I’m working on an analysis that compares the classifications of volunteers at Snapshot Serengeti with the classifications of experts for several thousand images from Season 4. This analysis will do two things. First, it will give us an idea of how good (or bad) our simple vote-counting method is for figuring out species in pictures. Second, it will allow us to see if more complicated systems for combining the volunteer data work any better. (Hopefully I’ll have something interesting to say about it next week.)
Right now I’m curating the expert classifications. I’ve allowed the experts to classify an image as “impossible,” which, I know, is totally unfair, since Snapshot Serengeti volunteers don’t get that option. But we all recognize that for some images, it really isn’t possible to figure out what the species is — either because it’s too close or too far or too off the side of the image or too blurry or …. The goal is that whatever our combining method is, it should be able to figure out “impossible” images by combining the non-“impossible” classifications of volunteers. We’ll see if we can do it.
Another challenge that I’m just running into is that our data set of several thousand images contains a duiker. A what? A common duiker, also known as a bush duiker:
You’ve probably noticed that “duiker” is not on the list of animals we provide. While the common duiker is widespread, it’s not commonly seen in the Serengeti, being small and active mainly at night. So we forgot to include it on the list. (Sorry about that.)
The result is that it’s technically impossible for volunteers to properly classify this image. Which means that it’s unlikely that we’ll be able to come up with the correct species identification when we combine volunteer classifications. (Interested in what the votes were for this image? 10 reedbuck, 6 dik dik, and 1 each of bushbuck, wildebeest(!), and impala.)
The duiker is not the only animal that’s popped up unexpectedly since we put together the animal list and launched the site. I never expected we’d catch a bat on film:
Our friends over at Bat Detective tell us that the glare on the face makes it impossible to truly identify, but they did confirm that it’s a large, insect-eating bat. Anyway, how to classify it? It’s not a bird. It’s not a rodent. And we didn’t allow for an “other” category.
I also didn’t think we’d see insects or spiders.
Moths fly by, ticks appear on mammal bodies, spiders spin webs in front of the camera and even ants have been seen walking on nearby branches. Again, how should they be classified?
And here’s one more uncommon antelope that we’ve seen:
It’s a steenbok, again not commonly seen in Serengeti. And so we forgot to put it on the list. (Sorry.)

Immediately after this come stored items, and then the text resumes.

#[cfg(test)]
mod tests {
    use super::*;
    use crate::error::CoreError as Err;
    use async_trait::async_trait;
    use std::sync::Mutex as StdMutex;
    use tempfile::tempdir;

    fn new_engine(config: SyncEngineConfig, network: Arc<dyn NetworkApi>) -> SyncEngine {
        SyncEngine::new(config, network, Arc::new(OfflineQueue::new()))
    }

    struct RecordingNetwork {
        sent: StdMutex<Vec<(String, Vec<u8>)>>,
        broadcast: StdMutex<Vec<Vec<u8>>>,
    }

    impl RecordingNetwork {
        fn new() -> Self {
            Self { sent: StdMutex::new(Vec::new()), broadcast: StdMutex::new(Vec::new()) }
        }
    }

    #[async_trait]
    impl NetworkApi for RecordingNetwork {
        async fn connect(&self, _peer_id: &str) -> Result<(), Err> {
            Ok(())
        }
        async fn send(&self, peer_id: &str, bytes: Vec<u8>) -> Result<(), Err> {
            self.sent.lock().unwrap().push((peer_id.to_string(), bytes));
            Ok(())
        }
        async fn broadcast(&self, bytes: Vec<u8>) -> Result<(), Err> {
            self.broadcast.lock().unwrap().push(bytes);
            Ok(())
        }
        async fn start_listening(&self, _port: u16) -> Result<(), Err> {
            Ok(())
        }
        async fn start_discovery(&self, _port: u16) -> Result<(), Err> {
            Ok(())
        }
        async fn close(&self, _peer_id: &str) -> Result<(), Err> {
            Ok(())
        }
    }

    #[tokio::test]
    async fn local_write_broadcasts_update_available() {
        let dir = tempdir().unwrap();
        let net = Arc::new(RecordingNetwork::new());
        let engine = new_engine(
            SyncEngineConfig { watch_root: dir.path().to_path_buf(), local_peer_id: "a".to_string(), ..Default::default() },
            net.clone(),
        );
        let file = dir.path().join("foo.txt");
        std::fs::write(&file, b"hello").unwrap();
        engine.on_local_modified(&file).await.unwrap();

        assert_eq!(net.broadcast.lock().unwrap().len(), 1);
    }

    #[tokio::test]
    async fn paused_sync_enqueues_instead_of_broadcasting() {
        let dir = tempdir().unwrap();
        let net = Arc::new(RecordingNetwork::new());
        let offline_queue = Arc::new(OfflineQueue::new());
        let engine = SyncEngine::new(
            SyncEngineConfig { watch_root: dir.path().to_path_buf(), local_peer_id: "a".to_string(), ..Default::default() },
            net.clone(),
            offline_queue.clone(),
        );
        engine.set_sync_enabled(false);

        let file = dir.path().join("foo.txt");
        std::fs::write(&file, b"hello").unwrap();
        engine.on_local_modified(&file).await.unwrap();
        std::fs::remove_file(&file).unwrap();
        engine.on_local_deleted(&file).await.unwrap();

        assert!(net.broadcast.lock().unwrap().is_empty());
        assert_eq!(offline_queue.pending_count(), 2);
        let ops = offline_queue.get_pending_operations();
        assert_eq!(ops[0].kind, OperationKind::Update);
        assert_eq!(ops[1].kind, OperationKind::Delete);
    }

    #[tokio::test]
    async fn single_peer_propagation_end_to_end() {
        let dir_a = tempdir().unwrap();
        let dir_b = tempdir().unwrap();
        let net_a = Arc::new(RecordingNetwork::new());
        let net_b = Arc::new(RecordingNetwork::new());

        let engine_a = new_engine(
            SyncEngineConfig { watch_root: dir_a.path().to_path_buf(), local_peer_id: "a".to_string(), ..Default::default() },
            net_a.clone(),
        );
        let engine_b = new_engine(
            SyncEngineConfig { watch_root: dir_b.path().to_path_buf(), local_peer_id: "b".to_string(), ..Default::default() },
            net_b.clone(),
        );

        std::fs::write(dir_a.path().join("foo.txt"), b"hello").unwrap();
        engine_a.on_local_modified(&dir_a.path().join("foo.txt")).await.unwrap();

        let update_bytes = net_a.broadcast.lock().unwrap()[0].clone();
        let update = SyncMessage::decode(&update_bytes).unwrap();
        if let SyncMessage::UpdateAvailable { rel_path, hash, vclock, .. } = update {
            engine_b.handle_update_available("a", &rel_path, &hash, vclock).await.unwrap();
        } else {
            panic!("expected UpdateAvailable");
        }

        let request_bytes = net_b.sent.lock().unwrap()[0].1.clone();
        let request = SyncMessage::decode(&request_bytes).unwrap();
        assert!(matches!(request, SyncMessage::RequestFile { .. }));

        engine_a.handle_request_file("b", "foo.txt").await.unwrap();
        let file_data = net_a.sent.lock().unwrap().last().unwrap().1.clone();
        if let SyncMessage::FileData { rel_path, total_chunks, chunk_index, bytes } = SyncMessage::decode(&file_data).unwrap() {
            engine_b.handle_file_chunk("a", &rel_path, chunk_index, total_chunks, bytes).await.unwrap();
        } else {
            panic!("expected FileData");
        }

        let written = std::fs::read(dir_b.path().join("foo.txt")).unwrap();
        assert_eq!(written, b"hello");
    }
}
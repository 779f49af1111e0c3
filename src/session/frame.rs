//! Authenticated frame encoding for the post-handshake wire.
//!
//! Layout: `version:u8 | sequence:u64 (LE) | nonce:16B | body`, where body is
//! `ciphertext+tag` under AEAD or `ciphertext | hmac:32B` under the legacy
//! encrypt-then-MAC scheme. Authenticated data for both schemes is
//! `version || sequence`. The wire nonce field is always 16 bytes: CBC uses
//! all 16 as its IV, AEAD uses the first 12 as the GCM nonce.

use crate::crypto;
use crate::error::{crypto_auth_fail, CoreError};

pub const FRAME_VERSION: u8 = 1;
const NONCE_FIELD_LEN: usize = 16;
const HEADER_LEN: usize = 1 + 8 + NONCE_FIELD_LEN;

pub struct KeySet {
    pub enc_key: [u8; 32],
    pub mac_key: [u8; 32],
    pub aead_enabled: bool,
}

fn auth_data(version: u8, sequence: u64) -> [u8; 9] {
    let mut aad = [0u8; 9];
    aad[0] = version;
    aad[1..].copy_from_slice(&sequence.to_le_bytes());
    aad
}

pub fn encode(keys: &KeySet, sequence: u64, plaintext: &[u8]) -> Result<Vec<u8>, CoreError> {
    let nonce_field = crypto::random_nonce(NONCE_FIELD_LEN);
    let aad = auth_data(FRAME_VERSION, sequence);

    let body = if keys.aead_enabled {
        crypto::aead_encrypt(&keys.enc_key, &nonce_field[..12], plaintext, &aad)?
    } else {
        let ciphertext = crypto::cbc_encrypt(&keys.enc_key, &nonce_field, plaintext)?;
        let mut mac_input = aad.to_vec();
        mac_input.extend_from_slice(&ciphertext);
        let tag = crypto::hmac_sha256(&keys.mac_key, &mac_input)?;
        let mut body = ciphertext;
        body.extend_from_slice(&tag);
        body
    };

    let mut out = Vec::with_capacity(HEADER_LEN + body.len());
    out.push(FRAME_VERSION);
    out.extend_from_slice(&sequence.to_le_bytes());
    out.extend_from_slice(&nonce_field);
    out.extend_from_slice(&body);
    Ok(out)
}

/// Decode a frame, verifying its MAC/tag before any plaintext is returned.
/// Returns `(sequence, plaintext)`.
pub fn decode(keys: &KeySet, frame: &[u8]) -> Result<(u64, Vec<u8>), CoreError> {
    if frame.len() < HEADER_LEN {
        return Err(crate::error::internal("frame shorter than header"));
    }
    let version = frame[0];
    if version != FRAME_VERSION {
        return Err(crate::error::internal(format!("unsupported frame version {version}")));
    }
    let mut seq_bytes = [0u8; 8];
    seq_bytes.copy_from_slice(&frame[1..9]);
    let sequence = u64::from_le_bytes(seq_bytes);
    let nonce_field = &frame[9..9 + NONCE_FIELD_LEN];
    let body = &frame[HEADER_LEN..];
    let aad = auth_data(version, sequence);

    let plaintext = if keys.aead_enabled {
        crypto::aead_decrypt(&keys.enc_key, &nonce_field[..12], body, &aad)?
    } else {
        if body.len() < crypto::HMAC_LEN {
            return Err(crypto_auth_fail("legacy frame shorter than hmac tag"));
        }
        let split = body.len() - crypto::HMAC_LEN;
        let (ciphertext, tag) = body.split_at(split);
        let mut mac_input = aad.to_vec();
        mac_input.extend_from_slice(ciphertext);
        if !crypto::hmac_verify(&keys.mac_key, &mac_input, tag) {
            return Err(crypto_auth_fail("legacy frame hmac mismatch"));
        }
        crypto::cbc_decrypt(&keys.enc_key, nonce_field, ciphertext)?
    };

    Ok((sequence, plaintext))
}

#[cfg(test)]
mod tests {
    use super::*;

    fn keys(aead: bool) -> KeySet {
        KeySet {
            enc_key: crypto::random_key(),
            mac_key: crypto::random_key(),
            aead_enabled: aead,
        }
    }

    #[test]
    fn aead_roundtrip() {
        let keys = keys(true);
        let frame = encode(&keys, 7, b"payload").unwrap();
        let (seq, plain) = decode(&keys, &frame).unwrap();
        assert_eq!(seq, 7);
        assert_eq!(plain, b"payload");
    }

    #[test]
    fn legacy_roundtrip() {
        let keys = keys(false);
        let frame = encode(&keys, 3, b"legacy payload").unwrap();
        let (seq, plain) = decode(&keys, &frame).unwrap();
        assert_eq!(seq, 3);
        assert_eq!(plain, b"legacy payload");
    }

    #[test]
    fn tamper_rejected() {
        let keys = keys(true);
        let mut frame = encode(&keys, 1, b"x").unwrap();
        *frame.last_mut().unwrap() ^= 0xFF;
        assert!(decode(&keys, &frame).is_err());
    }

    #[test]
    fn legacy_tamper_rejected() {
        let keys = keys(false);
        let mut frame = encode(&keys, 1, b"x").unwrap();
        *frame.last_mut().unwrap() ^= 0xFF;
        assert!(decode(&keys, &frame).is_err());
    }
}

Luckily, all these animals we missed from the list are rare enough in our data that when we analyze thousands of images, the small error in species identification won’t matter much. But it’s good to know that these rarely seen animals are there. When Season 5 comes out (soon!), if you run into anything you think isn’t on our list, please comment in Talk with a hash-tag, so we can make a note of these rarities. Thanks!